REQUIREMENT: State only the number of lines below where the word "máximo" is found.

[Stored data entries]
=== Section Start ===

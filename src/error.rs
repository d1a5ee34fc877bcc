use jsonwebtoken::errors::ErrorKind;
use std::fmt;

// Application-wide error type
#[derive(Debug)]
pub enum AppError {
    SignatureMismatch(String),
    TokenExpired(String),
    MalformedToken(String),
    AlgorithmMismatch(String),
    InternalError(String),
}

impl fmt::Display for AppError {
    fn fmt(&self, f: &mut fmt::Formatter<'_>) -> fmt::Result {
        match self {
            AppError::SignatureMismatch(msg) => write!(f, "Signature mismatch: {}", msg),
            AppError::TokenExpired(msg) => write!(f, "Token expired: {}", msg),
            AppError::MalformedToken(msg) => write!(f, "Malformed token: {}", msg),
            AppError::AlgorithmMismatch(msg) => write!(f, "Algorithm mismatch: {}", msg),
            AppError::InternalError(msg) => write!(f, "Internal error: {}", msg),
        }
    }
}

impl std::error::Error for AppError {}

// Classify jsonwebtoken failures into the closed verification taxonomy.
// Everything outside the four modeled kinds lands in InternalError.
impl From<jsonwebtoken::errors::Error> for AppError {
    fn from(err: jsonwebtoken::errors::Error) -> Self {
        match err.kind() {
            ErrorKind::InvalidSignature => AppError::SignatureMismatch(err.to_string()),
            ErrorKind::ExpiredSignature => AppError::TokenExpired(err.to_string()),
            ErrorKind::InvalidAlgorithm | ErrorKind::InvalidAlgorithmName => {
                AppError::AlgorithmMismatch(err.to_string())
            }
            ErrorKind::InvalidToken
            | ErrorKind::Base64(_)
            | ErrorKind::Json(_)
            | ErrorKind::Utf8(_) => AppError::MalformedToken(err.to_string()),
            _ => AppError::InternalError(err.to_string()),
        }
    }
}

// Convenient Result type for the application
pub type Result<T> = std::result::Result<T, AppError>;
// Colaborador que materializa secciones a partir de ids.
//
// El generador nunca consulta datos por su cuenta: recibe todo lo que necesita
// en una sola llamada `resolve(groups)` antes de empezar la búsqueda.

use std::collections::{BTreeSet, HashMap};

use crate::error::ResolveError;
use crate::models::{CandidateSection, SectionId};

/// Secciones resueltas por grupo, en el orden de los grupos.
pub type ResolveResult = Result<Vec<Vec<CandidateSection>>, ResolveError>;

/// Resolución por lotes: ids agrupados -> secciones con sus reuniones y cupos.
pub trait SectionResolver {
    /// Devuelve, para cada grupo, sus secciones en el mismo orden de grupos.
    /// Los ids repetidos dentro de un grupo se colapsan.
    fn resolve(&self, groups: &[Vec<SectionId>]) -> ResolveResult;
}

/// Catálogo en memoria indexado por id de sección.
#[derive(Debug, Clone, Default)]
pub struct InMemoryCatalog {
    sections: HashMap<SectionId, CandidateSection>,
}

impl InMemoryCatalog {
    pub fn new() -> Self {
        Self::default()
    }

    pub fn insert(&mut self, section: CandidateSection) -> Option<CandidateSection> {
        self.sections.insert(section.id, section)
    }

    pub fn len(&self) -> usize {
        self.sections.len()
    }

    pub fn is_empty(&self) -> bool {
        self.sections.is_empty()
    }

    pub fn get(&self, id: SectionId) -> Option<&CandidateSection> {
        self.sections.get(&id)
    }

    /// Carga un arreglo JSON de secciones. Un id duplicado es un error de catálogo.
    pub fn from_json_value(value: serde_json::Value) -> Result<Self, ResolveError> {
        let list: Vec<CandidateSection> = serde_json::from_value(value)
            .map_err(|e| ResolveError::Catalog(format!("invalid catalog: {}", e)))?;
        list.into_iter().try_fold(Self::new(), |mut cat, s| {
            let id = s.id;
            match cat.insert(s) {
                Some(_) => Err(ResolveError::Catalog(format!("duplicate section id {}", id))),
                None => Ok(cat),
            }
        })
    }
}

impl FromIterator<CandidateSection> for InMemoryCatalog {
    fn from_iter<I: IntoIterator<Item = CandidateSection>>(iter: I) -> Self {
        let mut cat = InMemoryCatalog::new();
        for s in iter {
            cat.insert(s);
        }
        cat
    }
}

impl SectionResolver for InMemoryCatalog {
    fn resolve(&self, groups: &[Vec<SectionId>]) -> ResolveResult {
        groups
            .iter()
            .map(|ids| {
                // BTreeSet: deduplica y deja el grupo ordenado por id
                let unique: BTreeSet<SectionId> = ids.iter().copied().collect();
                unique
                    .into_iter()
                    .map(|id| self.sections.get(&id).cloned().ok_or(ResolveError::NotFound(id)))
                    .collect()
            })
            .collect()
    }
}

/// Permite usar una clausura como resolver (útil para mocks en tests).
impl<F> SectionResolver for F
where
    F: Fn(&[Vec<SectionId>]) -> ResolveResult,
{
    fn resolve(&self, groups: &[Vec<SectionId>]) -> ResolveResult {
        self(groups)
    }
}
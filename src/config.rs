// Configuración de proceso del generador (no de la petición).
//
// Se lee del entorno, cargando antes un `.env` si existe:
//   TIMETABLE_THREADS              hilos para explorar las ramas del grupo 0 (default: núcleos)
//   TIMETABLE_DEADLINE_MS          tiempo máximo de búsqueda en ms (default: sin límite)
//   TIMETABLE_INCLUDE_UNSCHEDULED  "1"/"true" para aceptar secciones sin reuniones

use std::env;
use std::time::Duration;

use crate::error::{GeneratorError, Result};

#[derive(Debug, Clone, PartialEq, Eq)]
pub struct GeneratorConfig {
    /// Cantidad de hilos; 1 = búsqueda secuencial.
    pub threads: usize,
    /// Límite de tiempo para la búsqueda; al vencer se obtiene `SearchAborted`.
    pub deadline: Option<Duration>,
    /// Si es true, las secciones sin reuniones forman un bucket de firma vacía
    /// que nunca choca. Si es false se descartan antes de buscar.
    pub include_unscheduled_sections: bool,
}

impl Default for GeneratorConfig {
    fn default() -> Self {
        GeneratorConfig {
            threads: num_cpus::get().max(1),
            deadline: None,
            include_unscheduled_sections: false,
        }
    }
}

fn load_dotenv() {
    let _ = dotenv::dotenv();
}

impl GeneratorConfig {
    pub fn sequential() -> Self {
        GeneratorConfig { threads: 1, ..Default::default() }
    }

    pub fn from_env() -> Result<Self> {
        load_dotenv();
        Self::from_lookup(|k| env::var(k).ok())
    }

    /// Igual que `from_env` pero con una función de búsqueda inyectable (tests).
    pub fn from_lookup<F>(lookup: F) -> Result<Self>
    where
        F: Fn(&str) -> Option<String>,
    {
        let mut cfg = GeneratorConfig::default();

        if let Some(v) = lookup("TIMETABLE_THREADS") {
            let n: usize = v
                .trim()
                .parse()
                .map_err(|_| {
                    let msg = format!("TIMETABLE_THREADS='{}' is not a positive integer", v);
                    GeneratorError::Config(msg)
                })?;
            if n == 0 {
                let msg = "TIMETABLE_THREADS must be at least 1".to_string();
                return Err(GeneratorError::Config(msg));
            }
            cfg.threads = n;
        }

        if let Some(v) = lookup("TIMETABLE_DEADLINE_MS") {
            let ms: u64 = v
                .trim()
                .parse()
                .map_err(|_| {
                    let msg = format!("TIMETABLE_DEADLINE_MS='{}' is not an integer", v);
                    GeneratorError::Config(msg)
                })?;
            cfg.deadline = Some(Duration::from_millis(ms));
        }

        if let Some(v) = lookup("TIMETABLE_INCLUDE_UNSCHEDULED") {
            cfg.include_unscheduled_sections = match v.trim().to_lowercase().as_str() {
                "1" | "true" | "yes" => true,
                "0" | "false" | "no" | "" => false,
                other => {
                    return Err(GeneratorError::Config(format!(
                        "TIMETABLE_INCLUDE_UNSCHEDULED='{}' is not a boolean",
                        other
                    )));
                }
            };
        }

        Ok(cfg)
    }
}
/// Filtros sobre buckets (antes de buscar) y sobre horarios completos
/// (después de buscar).
///
/// Los filtros previos reducen el espacio de búsqueda sacando secciones que
/// el estudiante no quiere ver. Los posteriores necesitan ver el horario
/// entero, por eso no pueden ser restricciones por inserción.
use chrono::NaiveTime;

use crate::algorithm::bucket::TimeslotGroup;
use crate::algorithm::search::Skeleton;
use crate::api_json::Options;
use crate::models::SlotKey;

/// Saca las secciones sin cupos (`open_seats <= 0`). Los buckets que quedan
/// vacíos desaparecen.
pub fn exclude_not_opened_sections(groups: &mut [Vec<TimeslotGroup>]) {
    for group in groups.iter_mut() {
        for bucket in group.iter_mut() {
            bucket.sections.retain(|s| s.has_open_seats());
        }
        group.retain(|b| !b.is_empty());
    }
}

/// Saca los buckets con alguna reunión que empieza antes de `min_start`.
/// Todas las reuniones deben empezar a esa hora o después.
pub fn exclude_early_classes(groups: &mut [Vec<TimeslotGroup>], min_start: NaiveTime) {
    for group in groups.iter_mut() {
        group.retain(|b| b.slots().iter().all(|k| k.start >= min_start));
    }
}

/// Aplica los filtros previos activos según las opciones.
pub fn apply_pre_filters(groups: &mut [Vec<TimeslotGroup>], options: &Options) {
    if options.allow_only_open_section {
        exclude_not_opened_sections(groups);
    }
    if let Some(min_start) = options.minimum_start_time {
        exclude_early_classes(groups, min_start);
    }
}

/// Clases por día (lunes..domingo) de un conjunto de franjas.
pub fn classes_per_day<'a, I>(slots: I) -> [usize; 7]
where
    I: IntoIterator<Item = &'a SlotKey>,
{
    let mut per_day = [0usize; 7];
    for k in slots {
        per_day[k.day.index()] += 1;
    }
    per_day
}

/// True si algún día tiene dos o más clases. Un horario donde cada día con
/// clases tiene exactamente una (o que no tiene clases) no cumple.
pub fn has_day_with_multiple_classes<'a, I>(slots: I) -> bool
where
    I: IntoIterator<Item = &'a SlotKey>,
{
    classes_per_day(slots).iter().any(|&n| n >= 2)
}

/// Franjas de un esqueleto: la unión de las firmas de los buckets elegidos.
pub fn skeleton_slots<'a>(
    skeleton: &'a Skeleton,
    groups: &'a [Vec<TimeslotGroup>],
) -> impl Iterator<Item = &'a SlotKey> + 'a {
    skeleton.iter().enumerate().flat_map(move |(g, &b)| groups[g][b].slots().iter())
}

/// Descarta los esqueletos con "una clase por día" (ver
/// [`has_day_with_multiple_classes`]). No depende de qué sección concreta se
/// elija dentro de cada bucket, así que se evalúa antes de expandir.
pub fn exclude_one_class_a_day_tables(
    skeletons: Vec<Skeleton>,
    groups: &[Vec<TimeslotGroup>],
) -> Vec<Skeleton> {
    skeletons
        .into_iter()
        .filter(|sk| has_day_with_multiple_classes(skeleton_slots(sk, groups)))
        .collect()
}

/// Aplica los filtros posteriores activos según las opciones.
pub fn apply_post_filters(
    skeletons: Vec<Skeleton>,
    groups: &[Vec<TimeslotGroup>],
    options: &Options,
) -> Vec<Skeleton> {
    if options.allow_one_class_a_day {
        return skeletons;
    }
    let before = skeletons.len();
    let kept = exclude_one_class_a_day_tables(skeletons, groups);
    log::debug!("filtro una-clase-por-día: {} -> {} esqueletos", before, kept.len());
    kept
}
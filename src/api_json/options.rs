/// Validación de las opciones de generación.
///
/// Cada opción reconocida es una fila `(clave, requerida, parser)` en
/// `OPTIONS_TABLE`. Se recorren todas en orden; la primera que falte o no se
/// pueda convertir aborta la petición completa (nunca se aplica una
/// configuración parcial ni se sustituye un valor inválido por un default).
/// Las claves desconocidas se ignoran.
use chrono::{Duration, NaiveTime};
use serde_json::{Map, Value};

use crate::error::{GeneratorError, Result};
use crate::models::hhmm;

/// Opciones tipadas que controlan qué restricciones están activas.
#[derive(Debug, Clone, PartialEq, Eq)]
pub struct Options {
    /// Excluye secciones con alguna reunión antes de esta hora.
    pub minimum_start_time: Option<NaiveTime>,
    /// Brecha mínima entre dos clases del mismo día.
    pub minimum_interval: Option<Duration>,
    /// Brecha máxima entre dos clases del mismo día.
    pub maximum_interval: Option<Duration>,
    /// Largo máximo de una racha de clases consecutivas. `None` = sin regla.
    pub allow_consec: Option<u32>,
    pub allow_one_class_a_day: bool,
    pub allow_only_open_section: bool,
    /// `false` activa la regla de factibilidad de caminata.
    pub allow_run: bool,
}

impl Default for Options {
    /// Todas las reglas apagadas.
    fn default() -> Self {
        Options {
            minimum_start_time: None,
            minimum_interval: None,
            maximum_interval: None,
            allow_consec: None,
            allow_one_class_a_day: true,
            allow_only_open_section: false,
            allow_run: true,
        }
    }
}

impl Options {
    pub fn walking_rule_active(&self) -> bool {
        !self.allow_run
    }

    pub fn from_json(value: &Value) -> Result<Options> {
        match value {
            Value::Object(map) => validate_options(map),
            Value::Null => Err(GeneratorError::option("options", "options are required")),
            other => {
                Err(GeneratorError::option("options", format!("expected an object, got {}", other)))
            }
        }
    }
}

type Parser = fn(&Value, &mut Options) -> std::result::Result<(), String>;

/// `(clave, debe estar presente, parser)`.
const OPTIONS_TABLE: &[(&str, bool, Parser)] = &[
    ("minimum_start_time", true, parse_minimum_start_time),
    ("minimum_interval", true, parse_minimum_interval),
    ("maximum_interval", true, parse_maximum_interval),
    ("allow_consec", true, parse_allow_consec),
    ("allow_one_class_a_day", true, parse_allow_one_class_a_day),
    ("allow_only_open_section", true, parse_allow_only_open_section),
    ("allow_run", false, parse_allow_run),
];

pub fn recognized_keys() -> impl Iterator<Item = &'static str> {
    OPTIONS_TABLE.iter().map(|(k, _, _)| *k)
}

/// Valida y convierte el mapa de opciones recibido.
pub fn validate_options(raw: &Map<String, Value>) -> Result<Options> {
    let mut opts = Options::default();

    for (key, required, parser) in OPTIONS_TABLE {
        match raw.get(*key) {
            None if *required => return Err(GeneratorError::option(key, "missing option")),
            None => continue,
            Some(v) => parser(v, &mut opts).map_err(|reason| GeneratorError::option(key, reason))?,
        }
    }

    for key in raw.keys() {
        if !recognized_keys().any(|k| k == key.as_str()) {
            log::debug!("opción desconocida '{}' ignorada", key);
        }
    }

    Ok(opts)
}

fn parse_time(v: &Value) -> std::result::Result<NaiveTime, String> {
    let s = v.as_str().ok_or_else(|| format!("expected \"HH:MM\" string, got {}", v))?;
    hhmm::parse(s).ok_or_else(|| format!("'{}' is not a valid HH:MM time", s))
}

/// "HH:MM" interpretado como duración (01:30 = 90 minutos).
fn parse_duration(v: &Value) -> std::result::Result<Duration, String> {
    let t = parse_time(v)?;
    Ok(t.signed_duration_since(NaiveTime::default()))
}

fn parse_bool(v: &Value) -> std::result::Result<bool, String> {
    v.as_bool().ok_or_else(|| format!("expected a boolean, got {}", v))
}

fn parse_minimum_start_time(v: &Value, o: &mut Options) -> std::result::Result<(), String> {
    o.minimum_start_time = if v.is_null() { None } else { Some(parse_time(v)?) };
    Ok(())
}

fn parse_minimum_interval(v: &Value, o: &mut Options) -> std::result::Result<(), String> {
    o.minimum_interval = if v.is_null() { None } else { Some(parse_duration(v)?) };
    Ok(())
}

fn parse_maximum_interval(v: &Value, o: &mut Options) -> std::result::Result<(), String> {
    o.maximum_interval = if v.is_null() { None } else { Some(parse_duration(v)?) };
    Ok(())
}

/// Entero o string con un entero. Valores < 1 desactivan la regla.
fn parse_allow_consec(v: &Value, o: &mut Options) -> std::result::Result<(), String> {
    let n: i64 = match v {
        Value::Null => {
            o.allow_consec = None;
            return Ok(());
        }
        Value::Number(n) => n.as_i64().ok_or_else(|| format!("expected an integer, got {}", n))?,
        Value::String(s) => {
            s.trim().parse::<i64>().map_err(|_| format!("'{}' is not an integer", s))?
        }
        other => return Err(format!("expected an integer, got {}", other)),
    };
    o.allow_consec = if n < 1 {
        None
    } else {
        Some(u32::try_from(n).map_err(|_| format!("{} is too large", n))?)
    };
    Ok(())
}

fn parse_allow_one_class_a_day(v: &Value, o: &mut Options) -> std::result::Result<(), String> {
    o.allow_one_class_a_day = parse_bool(v)?;
    Ok(())
}

fn parse_allow_only_open_section(v: &Value, o: &mut Options) -> std::result::Result<(), String> {
    o.allow_only_open_section = parse_bool(v)?;
    Ok(())
}

fn parse_allow_run(v: &Value, o: &mut Options) -> std::result::Result<(), String> {
    o.allow_run = if v.is_null() { true } else { parse_bool(v)? };
    Ok(())
}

=== Section End ===

YOUR RESPONSE: 2